Stored data entries:
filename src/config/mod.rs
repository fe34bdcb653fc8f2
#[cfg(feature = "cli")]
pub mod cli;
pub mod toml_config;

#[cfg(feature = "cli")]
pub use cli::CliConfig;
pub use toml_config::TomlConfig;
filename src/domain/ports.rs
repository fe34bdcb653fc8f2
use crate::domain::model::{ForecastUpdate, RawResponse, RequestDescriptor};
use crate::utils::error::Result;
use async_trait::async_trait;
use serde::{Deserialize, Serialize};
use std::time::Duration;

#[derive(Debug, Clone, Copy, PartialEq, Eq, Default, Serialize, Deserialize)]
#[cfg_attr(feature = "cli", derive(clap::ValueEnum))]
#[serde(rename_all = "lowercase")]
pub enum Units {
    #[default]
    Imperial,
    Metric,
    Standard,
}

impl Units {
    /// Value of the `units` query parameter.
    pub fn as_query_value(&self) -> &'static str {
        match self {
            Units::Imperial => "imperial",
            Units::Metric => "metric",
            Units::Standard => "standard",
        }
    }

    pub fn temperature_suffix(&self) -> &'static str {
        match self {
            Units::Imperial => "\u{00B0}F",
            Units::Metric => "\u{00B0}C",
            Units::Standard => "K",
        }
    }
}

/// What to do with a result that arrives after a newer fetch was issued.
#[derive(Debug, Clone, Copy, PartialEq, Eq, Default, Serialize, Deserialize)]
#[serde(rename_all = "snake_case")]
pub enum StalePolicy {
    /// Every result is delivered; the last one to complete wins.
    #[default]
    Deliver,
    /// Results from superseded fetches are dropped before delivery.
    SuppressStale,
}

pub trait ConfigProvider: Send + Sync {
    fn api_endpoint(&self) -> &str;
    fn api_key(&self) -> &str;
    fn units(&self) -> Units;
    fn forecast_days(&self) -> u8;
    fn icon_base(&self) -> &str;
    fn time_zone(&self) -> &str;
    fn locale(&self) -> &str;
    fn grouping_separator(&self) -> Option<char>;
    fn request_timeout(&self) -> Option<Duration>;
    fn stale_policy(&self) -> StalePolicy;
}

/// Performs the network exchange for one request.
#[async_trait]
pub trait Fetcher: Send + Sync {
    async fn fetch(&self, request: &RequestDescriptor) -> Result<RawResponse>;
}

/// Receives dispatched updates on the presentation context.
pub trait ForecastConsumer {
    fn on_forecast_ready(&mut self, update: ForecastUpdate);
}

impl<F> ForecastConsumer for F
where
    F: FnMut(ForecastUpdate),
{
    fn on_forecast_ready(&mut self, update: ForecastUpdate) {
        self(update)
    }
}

■ **Goal of the exercise**
Only a number is required here: the count of lines in these entries that hold "static".

■ **Written response**
2